The International Image Interoperability Framework (IIIF) specification ensures interoperability between archival image servers and various external tools (e.g. to visualize images), as well as among existing servers. This interoperability allowed us to run our machine learning models on images hosted in an external IIIF server.
We participated in projects concerning up to millions of digitized documents, mainly for Handwritten Text Recognition (HTR) and Named Entity Recognition (NER). To handle such a large amount of data, we developed a tool powerful enough to supervise the processing of large image datasets and browse the mined information to draw conclusions from the data. This tool is named Arkindex and is available for a trial at https://demo.arkindex.org/.
In machine-learning workflows, it's common to retrieve a lot of images from a server in a variety of different resolutions, with scaling, croping, and other processing applied to the image. Sometimes, only metadata is needed as well. The IIIF specification allows image retrieval with these different options, as well as partial image download. These operations can cause high load on an IIIF-compliant server, especially when pulling the number of images necessary in a machine-learning environment.
To figure out the best (read: fastest) IIIF server for our needs, we decided to build a project based on Docker that would allow us to compare the behavior of the most popular IIIF open source implementations. We tested the Cantaloupe, Loris, IIPSrv, and RAIS server implementations, and filetypes including JPEG-2000 lossless and 10x compressed, JPEG q=90%, and TIFF lossless formats.
We presented this project during the 2021 IIIF Annual Conference, on June 23. The video is available on YouTube.
We've also published an article featuring the main results of the study, which is available on our blog. To summarize our results, we found that the JPEG q=90% format, when processed with libjpeg-turbo, was the fastest filetype to transfer, and while Cantaloupe was fastest for full-size images, Loris was faster when considering crops and resizes.
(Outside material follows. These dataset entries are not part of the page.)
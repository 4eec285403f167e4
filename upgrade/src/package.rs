//! Global package installs through npm, pnpm or bun.

use std::time::Duration;

use async_trait::async_trait;
use warden_core::config::PackageManagerKind;
use warden_core::process::{self, CommandError, CommandOutput, StdinSource};

const QUERY_TIMEOUT: Duration = Duration::from_secs(120);
const INSTALL_TIMEOUT: Duration = Duration::from_secs(900);

#[derive(Debug, thiserror::Error)]
pub enum PackageError {
    #[error(transparent)]
    Command(#[from] CommandError),

    #[error("`{command}` exited with {exit_code}: {output}")]
    Failed {
        command: String,
        exit_code: i32,
        output: String,
    },

    #[error("could not read a version from `{command}` output: {output}")]
    Unparseable { command: String, output: String },
}

#[async_trait]
pub trait PackageManager: Send + Sync {
    /// Short name recorded in upgrade history (`npm`, `pnpm`, `bun`).
    fn name(&self) -> &str;

    /// Globally installed version, `None` when the package is absent.
    async fn installed_version(&self) -> Result<Option<String>, PackageError>;

    /// Newest version published to the registry.
    async fn latest_version(&self) -> Result<String, PackageError>;

    async fn install(&self, version: &str) -> Result<(), PackageError>;
}

#[derive(Debug, Clone)]
pub struct CommandPackageManager {
    kind: PackageManagerKind,
    package: String,
}

impl CommandPackageManager {
    pub fn new(kind: PackageManagerKind, package: impl Into<String>) -> Self {
        Self {
            kind,
            package: package.into(),
        }
    }

    fn list_argv(&self) -> Vec<String> {
        let json_ls = |tool: &str| -> Vec<String> {
            [tool, "ls", "-g", "--depth=0", "--json", self.package.as_str()]
                .iter()
                .map(ToString::to_string)
                .collect()
        };
        match self.kind {
            PackageManagerKind::Npm => json_ls("npm"),
            PackageManagerKind::Pnpm => json_ls("pnpm"),
            PackageManagerKind::Bun => ["bun", "pm", "ls", "-g"]
                .iter()
                .map(ToString::to_string)
                .collect(),
        }
    }

    fn view_argv(&self) -> Vec<String> {
        let tool = match self.kind {
            PackageManagerKind::Pnpm => "pnpm",
            // bun reads the same registry and has no stable `view`.
            PackageManagerKind::Npm | PackageManagerKind::Bun => "npm",
        };
        vec![
            tool.to_string(),
            "view".to_string(),
            self.package.clone(),
            "version".to_string(),
        ]
    }

    fn install_argv(&self, version: &str) -> Vec<String> {
        let spec = format!("{}@{version}", self.package);
        let prefix: &[&str] = match self.kind {
            PackageManagerKind::Npm => &["npm", "install", "-g"],
            PackageManagerKind::Pnpm => &["pnpm", "add", "-g"],
            PackageManagerKind::Bun => &["bun", "add", "-g"],
        };
        prefix
            .iter()
            .map(ToString::to_string)
            .chain(std::iter::once(spec))
            .collect()
    }
}

async fn run_checked(argv: &[String], timeout: Duration) -> Result<CommandOutput, PackageError> {
    let out = process::run(argv, StdinSource::Null, Some(timeout)).await?;
    if out.success() {
        Ok(out)
    } else {
        Err(PackageError::Failed {
            command: argv.join(" "),
            exit_code: out.exit_code,
            output: out.combined().trim().to_string(),
        })
    }
}

#[async_trait]
impl PackageManager for CommandPackageManager {
    fn name(&self) -> &str {
        self.kind.as_str()
    }

    async fn installed_version(&self) -> Result<Option<String>, PackageError> {
        let argv = self.list_argv();
        // `npm ls` exits 1 when the package is missing; the JSON still parses.
        let out = process::run(&argv, StdinSource::Null, Some(QUERY_TIMEOUT)).await?;
        let found = match self.kind {
            PackageManagerKind::Npm | PackageManagerKind::Pnpm => {
                parse_ls_json(&out.stdout, &self.package)
            }
            PackageManagerKind::Bun => parse_ls_text(&out.stdout, &self.package),
        };
        if found.is_none() && !out.success() && out.stdout.trim().is_empty() {
            return Err(PackageError::Failed {
                command: argv.join(" "),
                exit_code: out.exit_code,
                output: out.combined().trim().to_string(),
            });
        }
        Ok(found)
    }

    async fn latest_version(&self) -> Result<String, PackageError> {
        let argv = self.view_argv();
        let out = run_checked(&argv, QUERY_TIMEOUT).await?;
        parse_view(&out.stdout).ok_or_else(|| PackageError::Unparseable {
            command: argv.join(" "),
            output: out.stdout.trim().to_string(),
        })
    }

    async fn install(&self, version: &str) -> Result<(), PackageError> {
        let argv = self.install_argv(version);
        tracing::info!(command = %argv.join(" "), "installing package");
        run_checked(&argv, INSTALL_TIMEOUT).await.map(|_| ())
    }
}

/// `npm ls --json` prints an object; `pnpm ls --json` prints an array of them.
fn parse_ls_json(stdout: &str, package: &str) -> Option<String> {
    let value: serde_json::Value = serde_json::from_str(stdout.trim()).ok()?;
    let roots = match value {
        serde_json::Value::Array(items) => items,
        other => vec![other],
    };
    roots.iter().find_map(|root| {
        root.get("dependencies")?
            .get(package)?
            .get("version")?
            .as_str()
            .map(ToString::to_string)
    })
}

/// `bun pm ls -g` prints a tree such as `├── openclaw@2.3.1`.
fn parse_ls_text(stdout: &str, package: &str) -> Option<String> {
    let needle = format!("{package}@");
    stdout.lines().find_map(|line| {
        let start = line.find(&needle)?;
        // Reject `@scope/openclaw@…` matching `openclaw@…`.
        if start > 0 && !line[..start].ends_with(char::is_whitespace) {
            return None;
        }
        let version = line[start + needle.len()..].split_whitespace().next()?;
        (!version.is_empty()).then(|| version.to_string())
    })
}

fn parse_view(stdout: &str) -> Option<String> {
    stdout
        .lines()
        .map(|line| line.trim().trim_matches(|c| c == '\'' || c == '"'))
        .find(|line| !line.is_empty())
        .map(ToString::to_string)
}
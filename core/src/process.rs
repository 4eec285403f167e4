//! Running configured command lines as child processes.

use std::path::PathBuf;
use std::process::Stdio;
use std::time::Duration;

use tokio::io::AsyncWriteExt;
use tokio::process::Command;

#[derive(Debug, thiserror::Error)]
pub enum CommandError {
    #[error("command line is empty")]
    Empty,

    #[error("command line has unbalanced quoting: {0}")]
    Unparseable(String),

    #[error("`{program}` was not found on PATH")]
    NotFound { program: String },

    #[error("failed to run `{program}`: {source}")]
    Spawn {
        program: String,
        source: std::io::Error,
    },

    #[error("`{program}` did not finish within {}s", .timeout.as_secs())]
    Timeout { program: String, timeout: Duration },
}

/// What the child reads on stdin.
#[derive(Debug, Clone, Default)]
pub enum StdinSource {
    #[default]
    Null,
    Bytes(Vec<u8>),
    File(PathBuf),
}

#[derive(Debug, Clone, PartialEq, Eq)]
pub struct CommandOutput {
    /// `-1` when the child was terminated by a signal.
    pub exit_code: i32,
    pub stdout: String,
    pub stderr: String,
}

impl CommandOutput {
    pub fn success(&self) -> bool {
        self.exit_code == 0
    }

    /// Stdout followed by stderr, the way a terminal would show them.
    pub fn combined(&self) -> String {
        match (self.stdout.is_empty(), self.stderr.is_empty()) {
            (_, true) => self.stdout.clone(),
            (true, false) => self.stderr.clone(),
            (false, false) => {
                let sep = if self.stdout.ends_with('\n') { "" } else { "\n" };
                format!("{}{sep}{}", self.stdout, self.stderr)
            }
        }
    }
}

/// Split a configured command line into argv with shell quoting rules.
pub fn split_command(line: &str) -> Result<Vec<String>, CommandError> {
    let argv = shlex::split(line).ok_or_else(|| CommandError::Unparseable(line.to_string()))?;
    if argv.is_empty() {
        return Err(CommandError::Empty);
    }
    Ok(argv)
}

/// Run `argv` to completion, capturing output.
///
/// With a timeout the child is killed when the limit passes.
pub async fn run(
    argv: &[String],
    stdin: StdinSource,
    timeout: Option<Duration>,
) -> Result<CommandOutput, CommandError> {
    let (program, args) = argv.split_first().ok_or(CommandError::Empty)?;

    let mut cmd = Command::new(program);
    cmd.args(args)
        .stdout(Stdio::piped())
        .stderr(Stdio::piped())
        .kill_on_drop(true);

    let mut bytes = None;
    match stdin {
        StdinSource::Null => {
            cmd.stdin(Stdio::null());
        }
        StdinSource::Bytes(b) => {
            cmd.stdin(Stdio::piped());
            bytes = Some(b);
        }
        StdinSource::File(path) => {
            let file = std::fs::File::open(&path).map_err(|source| CommandError::Spawn {
                program: program.clone(),
                source,
            })?;
            cmd.stdin(Stdio::from(file));
        }
    }

    let mut child = cmd.spawn().map_err(|e| {
        if e.kind() == std::io::ErrorKind::NotFound {
            CommandError::NotFound {
                program: program.clone(),
            }
        } else {
            CommandError::Spawn {
                program: program.clone(),
                source: e,
            }
        }
    })?;

    let pipe = child.stdin.take();
    let feed = async move {
        if let (Some(mut pipe), Some(bytes)) = (pipe, bytes) {
            // The child may exit without reading; a broken pipe is not fatal.
            if let Err(e) = pipe.write_all(&bytes).await {
                tracing::debug!(error = %e, "child closed stdin early");
            }
            let _ = pipe.shutdown().await;
        }
    };
    let finished = async {
        let ((), output) = tokio::join!(feed, child.wait_with_output());
        output
    };

    let output = match timeout {
        Some(limit) => tokio::time::timeout(limit, finished)
            .await
            .map_err(|_| CommandError::Timeout {
                program: program.clone(),
                timeout: limit,
            })?,
        None => finished.await,
    }
    .map_err(|source| CommandError::Spawn {
        program: program.clone(),
        source,
    })?;

    Ok(CommandOutput {
        exit_code: output.status.code().unwrap_or(-1),
        stdout: String::from_utf8_lossy(&output.stdout).into_owned(),
        stderr: String::from_utf8_lossy(&output.stderr).into_owned(),
    })
}
impl BackupManager {
    pub fn new(settings: Arc<Settings>, service: Arc<dyn ServiceManager>) -> Self {
        Self {
            settings,
            service,
            app_version: None,
        }
    }

    /// Version recorded in manifests of archives created from now on.
    pub fn with_app_version(mut self, version: Option<String>) -> Self {
        self.app_version = version;
        self
    }

    pub fn backup_dir(&self) -> &Path {
        &self.settings.backup_dir
    }

    /// Tier flags for a regular backup. `full` forces every tier on.
    pub fn tiers(&self, full: bool) -> TierFlags {
        TierFlags {
            core: true,
            workspace: full || self.settings.backup_include_workspace,
            extended: full || self.settings.backup_include_extended,
        }
    }

    /// All candidate items for `tiers`, present on disk or not.
    pub fn tier_items(&self, tiers: TierFlags) -> Vec<String> {
        let mut items = Vec::new();
        if tiers.core {
            if let Some(config) = self.config_item() {
                items.push(config);
            }
            items.extend(Tier::Core.items().iter().map(ToString::to_string));
        }
        if tiers.workspace {
            items.extend(Tier::Workspace.items().iter().map(ToString::to_string));
        }
        if tiers.extended {
            items.extend(Tier::Extended.items().iter().map(ToString::to_string));
        }
        items
    }

    /// Create a regular backup, then prune.
    pub fn create(&self, guard: &LockGuard, full: bool) -> Result<CreatedBackup, BackupError> {
        guard.ensure(LockName::Backup)?;
        let (path, manifest) = self.write_backup(BackupKind::Regular, self.tiers(full))?;
        let size_bytes = std::fs::metadata(&path)?.len();
        tracing::info!(
            archive = %path.display(),
            size_bytes,
            items = manifest.files.len(),
            "backup created"
        );
        let pruned = self.prune(guard)?;
        Ok(CreatedBackup {
            path,
            size_bytes,
            manifest,
            pruned,
        })
    }

    /// Full snapshot taken before a package upgrade. Kept out of pruning so
    /// a later manual rollback can still find it.
    pub fn create_pre_upgrade(&self, guard: &LockGuard) -> Result<CreatedBackup, BackupError> {
        guard.ensure(LockName::Backup)?;
        let (path, manifest) = self.write_backup(BackupKind::PreUpgrade, self.tiers(true))?;
        let size_bytes = std::fs::metadata(&path)?.len();
        tracing::info!(archive = %path.display(), size_bytes, "pre-upgrade snapshot created");
        Ok(CreatedBackup {
            path,
            size_bytes,
            manifest,
            pruned: Vec::new(),
        })
    }

    /// Archives in the backup directory, newest first.
    pub fn list(&self) -> Result<Vec<BackupEntry>, BackupError> {
        let dir = self.backup_dir();
        let read = match std::fs::read_dir(dir) {
            Ok(read) => read,
            Err(e) if e.kind() == std::io::ErrorKind::NotFound => return Ok(Vec::new()),
            Err(e) => return Err(e.into()),
        };

        let mut entries = Vec::new();
        for dirent in read.filter_map(Result::ok) {
            let file_name = dirent.file_name().to_string_lossy().to_string();
            let Some((kind, stamp)) = parse_archive_name(&self.settings.app_name, &file_name)
            else {
                continue;
            };
            let path = dirent.path();
            let size_bytes = dirent.metadata().map(|m| m.len()).unwrap_or(0);
            let manifest = match archive::read_manifest(&path) {
                Ok(manifest) => manifest,
                Err(e) => {
                    tracing::debug!(archive = %path.display(), error = %e, "manifest unreadable");
                    None
                }
            };
            entries.push(BackupEntry {
                path,
                file_name,
                kind,
                timestamp: stamp.timestamp,
                stamp,
                size_bytes,
                manifest,
            });
        }
        entries.sort_by(|a, b| b.stamp.cmp(&a.stamp));
        Ok(entries)
    }

    /// Newest regular backup.
    pub fn latest(&self) -> Result<Option<BackupEntry>, BackupError> {
        Ok(self
            .list()?
            .into_iter()
            .find(|entry| entry.kind == BackupKind::Regular))
    }

    /// Delete regular backups beyond the newest `max_backups`. Zero keeps all.
    /// Pre-restore and pre-upgrade snapshots are never touched.
    pub fn prune(&self, guard: &LockGuard) -> Result<Vec<PathBuf>, BackupError> {
        guard.ensure(LockName::Backup)?;
        let keep = self.settings.max_backups;
        if keep == 0 {
            return Ok(Vec::new());
        }
        let mut removed = Vec::new();
        for entry in self
            .list()?
            .into_iter()
            .filter(|entry| entry.kind == BackupKind::Regular)
            .skip(keep)
        {
            std::fs::remove_file(&entry.path)?;
            tracing::info!(archive = %entry.file_name, "pruned old backup");
            removed.push(entry.path);
        }
        Ok(removed)
    }

    /// Restore the application home from an archive and restart the service.
    ///
    /// A full pre-restore snapshot is taken first so the restore itself can
    /// be undone.
    pub async fn restore(
        &self,
        guard: &LockGuard,
        target: RestoreTarget,
        confirmed: bool,
    ) -> Result<RestoreReport, BackupError> {
        guard.ensure(LockName::Backup)?;
        let archive = self.resolve(target)?;
        if !confirmed {
            return Err(BackupError::NotConfirmed);
        }
        if archive::read_manifest(&archive)?.is_none() {
            return Err(BackupError::MissingManifest(archive));
        }

        let (snapshot, _) = self.write_backup(BackupKind::PreRestore, self.tiers(true))?;
        tracing::info!(snapshot = %snapshot.display(), "pre-restore snapshot taken");

        let restored = self.restore_files(guard, &archive)?;
        self.service.restart().await?;
        tracing::info!(archive = %archive.display(), items = restored.len(), "restore complete");
        Ok(RestoreReport {
            archive,
            snapshot,
            restored,
        })
    }

    /// Replace each manifest item in the application home with the archived
    /// copy. No snapshot, no restart.
    pub fn restore_files(&self, guard: &LockGuard, archive: &Path) -> Result<Vec<String>, BackupError> {
        guard.ensure(LockName::Backup)?;
        let manifest = archive::read_manifest(archive)?
            .ok_or_else(|| BackupError::MissingManifest(archive.to_path_buf()))?;
        for item in &manifest.files {
            if !is_safe_item(item) {
                return Err(BackupError::UnsafePath(item.clone()));
            }
        }

        let app_home = &self.settings.app_home;
        std::fs::create_dir_all(app_home)?;
        // Staging beside the home keeps the final renames on one filesystem.
        let staging_parent = app_home.parent().unwrap_or(app_home);
        let staging = tempfile::Builder::new()
            .prefix(".warden-restore-")
            .tempdir_in(staging_parent)?;
        archive::unpack(archive, staging.path())?;

        let mut restored = Vec::new();
        for item in &manifest.files {
            let source = staging.path().join(item);
            if std::fs::symlink_metadata(&source).is_err() {
                tracing::warn!(item = %item, "manifest item missing from archive");
                continue;
            }
            let target = app_home.join(item);
            remove_existing(&target)?;
            if let Some(parent) = target.parent() {
                std::fs::create_dir_all(parent)?;
            }
            std::fs::rename(&source, &target)?;
            restored.push(item.clone());
        }
        Ok(restored)
    }

    pub fn resolve(&self, target: RestoreTarget) -> Result<PathBuf, BackupError> {
        match target {
            RestoreTarget::File(path) => {
                let path = if path.is_relative() && !path.exists() {
                    self.backup_dir().join(path)
                } else {
                    path
                };
                if path.is_file() {
                    Ok(path)
                } else {
                    Err(BackupError::NotFound(path))
                }
            }
            RestoreTarget::Latest => self
                .latest()?
                .map(|entry| entry.path)
                .ok_or_else(|| BackupError::NoBackups(self.backup_dir().to_path_buf())),
        }
    }

    fn config_item(&self) -> Option<String> {
        let config = &self.settings.app_config_file;
        match config.strip_prefix(&self.settings.app_home) {
            Ok(relative) => Some(relative.to_string_lossy().to_string()),
            Err(_) => {
                tracing::debug!(
                    config = %config.display(),
                    "config file lives outside the application home; not archived"
                );
                None
            }
        }
    }

    fn write_backup(
        &self,
        kind: BackupKind,
        tiers: TierFlags,
    ) -> Result<(PathBuf, BackupManifest), BackupError> {
        let app_home = &self.settings.app_home;
        let mut manifest = BackupManifest::new(kind, &self.settings.app_name, tiers);
        manifest.app_version = self.app_version.clone();
        manifest.files = self
            .tier_items(tiers)
            .into_iter()
            .filter(|item| std::fs::symlink_metadata(app_home.join(item)).is_ok())
            .collect();
        manifest.config_sha256 = sha256_file(&self.settings.app_config_file).ok();

        let dir = self.backup_dir();
        std::fs::create_dir_all(dir)?;
        let final_path = self.unused_name(kind)?;

        let tmp = tempfile::Builder::new()
            .prefix(".partial-")
            .suffix(".tar.gz")
            .tempfile_in(dir)?;
        let file = archive::write_archive(tmp.reopen()?, app_home, &manifest)?;
        file.sync_all()?;
        set_private(tmp.path())?;
        tmp.persist(&final_path).map_err(|e| BackupError::Io(e.error))?;
        Ok((final_path, manifest))
    }

    fn unused_name(&self, kind: BackupKind) -> Result<PathBuf, BackupError> {
        let now = Local::now().naive_local();
        for seq in 0..1000 {
            let name = archive::archive_name(&self.settings.app_name, kind, now, seq);
            let path = self.backup_dir().join(name);
            if !path.exists() {
                return Ok(path);
            }
        }
        Err(BackupError::Io(std::io::Error::new(
            std::io::ErrorKind::AlreadyExists,
            "too many backups within one second",
        )))
    }
}
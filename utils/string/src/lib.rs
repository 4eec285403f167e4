//! UTF-8 safe truncation helpers for text handed to subprocesses.
//!
//! Diagnostic output and agent summaries can be arbitrarily large. These
//! helpers shrink them to a byte or line budget without splitting a
//! multi-byte character.

use std::borrow::Cow;

/// Marker appended by [`truncate_with_marker`] when text was cut.
pub const TRUNCATION_MARKER: &str = "…";

/// Longest prefix of `s` that fits in `max_bytes` and ends on a char boundary.
///
/// ```
/// use warden_utils_string::prefix_at_char_boundary;
///
/// assert_eq!(prefix_at_char_boundary("gateway", 4), "gate");
/// // "é" is two bytes and is never split.
/// assert_eq!(prefix_at_char_boundary("né", 2), "n");
/// ```
pub fn prefix_at_char_boundary(s: &str, max_bytes: usize) -> &str {
    if s.len() <= max_bytes {
        return s;
    }
    let mut end = max_bytes;
    while !s.is_char_boundary(end) {
        end -= 1;
    }
    &s[..end]
}

/// Truncate `s` to `max_bytes`, appending [`TRUNCATION_MARKER`] when cut.
///
/// The marker is counted against the budget, so the result never exceeds
/// `max_bytes` unless the budget is smaller than the marker itself.
pub fn truncate_with_marker(s: &str, max_bytes: usize) -> Cow<'_, str> {
    if s.len() <= max_bytes {
        return Cow::Borrowed(s);
    }
    let budget = max_bytes.saturating_sub(TRUNCATION_MARKER.len());
    let mut out = prefix_at_char_boundary(s, budget).to_string();
    out.push_str(TRUNCATION_MARKER);
    Cow::Owned(out)
}

/// Keep the first and last lines of `text` so that at most `max_lines`
/// original lines survive.
///
/// The head gets the larger half when `max_lines` is odd. The dropped middle
/// is replaced by a single `... [N lines omitted] ...` line, so the window
/// still tells the reader how much was removed.
pub fn head_tail_lines(text: &str, max_lines: usize) -> Cow<'_, str> {
    let lines: Vec<&str> = text.lines().collect();
    if lines.len() <= max_lines {
        return Cow::Borrowed(text);
    }

    let head = max_lines.div_ceil(2);
    let tail = max_lines - head;
    let omitted = lines.len() - head - tail;

    let mut out = Vec::with_capacity(max_lines + 1);
    out.extend_from_slice(&lines[..head]);
    let marker = format!("... [{omitted} lines omitted] ...");
    out.push(marker.as_str());
    out.extend_from_slice(&lines[lines.len() - tail..]);
    Cow::Owned(out.join("\n"))
}
//! `warden check`

use std::sync::Arc;

use anyhow::Context;
use clap::Parser;
use warden_core::{Collaborators, CycleOutcome, CycleReport, Orchestrator, Settings};

#[derive(Debug, Parser)]
pub struct CheckArgs {
    /// Print the cycle report as JSON.
    #[arg(long = "json", short = 'j')]
    pub json: bool,
}

pub(crate) async fn run(settings: Arc<Settings>, args: &CheckArgs) -> anyhow::Result<i32> {
    let parts = Collaborators::from_settings(&settings).context("failed to build HTTP client")?;
    let report = Orchestrator::new(settings, parts).run_cycle().await?;

    if args.json {
        crate::print_json(&report)?;
    } else {
        println!("{}", describe(&report));
    }
    Ok(report.exit_code())
}

fn describe(report: &CycleReport) -> String {
    let fingerprint = report.fingerprint.as_deref().unwrap_or("unknown");
    match &report.outcome {
        CycleOutcome::Healthy => "gateway healthy".to_string(),
        CycleOutcome::Transient => "gateway recovered before repair (transient failure)".to_string(),
        CycleOutcome::LockBusy => "another repair cycle is running; skipped".to_string(),
        CycleOutcome::Resolved {
            repair_type,
            attempt_id,
        } => format!(
            "gateway repaired by {} ({fingerprint}, attempt {attempt_id})",
            repair_type.as_str()
        ),
        CycleOutcome::Unresolved { attempt_id } => format!(
            "gateway still unhealthy after repair ({fingerprint}, attempt {attempt_id}); needs attention"
        ),
    }
}
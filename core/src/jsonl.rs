//! Append-only JSON Lines files.

use std::fs::OpenOptions;
use std::io::Write;
use std::path::Path;

use serde::Serialize;
use serde::de::DeserializeOwned;

#[derive(Debug, thiserror::Error)]
pub enum JsonlError {
    #[error("I/O error: {0}")]
    Io(#[from] std::io::Error),

    #[error("serialization error: {0}")]
    Serde(#[from] serde_json::Error),
}

/// Append one record as a single line, creating the file if needed.
pub fn append<T: Serialize>(path: &Path, record: &T) -> Result<(), JsonlError> {
    if let Some(parent) = path.parent() {
        std::fs::create_dir_all(parent)?;
    }
    let mut line = serde_json::to_string(record)?;
    line.push('\n');
    let mut file = OpenOptions::new().create(true).append(true).open(path)?;
    file.write_all(line.as_bytes())?;
    file.sync_data()?;
    Ok(())
}

/// Read every parseable line. A missing file reads as empty; malformed
/// lines are skipped with a warning.
pub fn read_all<T: DeserializeOwned>(path: &Path) -> Result<Vec<T>, JsonlError> {
    let content = match std::fs::read_to_string(path) {
        Ok(content) => content,
        Err(e) if e.kind() == std::io::ErrorKind::NotFound => return Ok(Vec::new()),
        Err(e) => return Err(e.into()),
    };

    let mut records = Vec::new();
    for (index, line) in content.lines().enumerate() {
        if line.trim().is_empty() {
            continue;
        }
        match serde_json::from_str(line) {
            Ok(record) => records.push(record),
            Err(e) => tracing::warn!(
                file = %path.display(),
                line = index + 1,
                error = %e,
                "skipping malformed line"
            ),
        }
    }
    Ok(records)
}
Using these findings, we recently deployed a cluster of IIIF servers, which we hope will bring an important performance improvement to our current workflow. Furthermore, since most of the organizations we work with promote the use of interoperable and open source/free software to host their data, we're publishing our findings in the hope that they can help others in this research space. You can view our benchmark source code on our Gitlab repository to do the test yourself.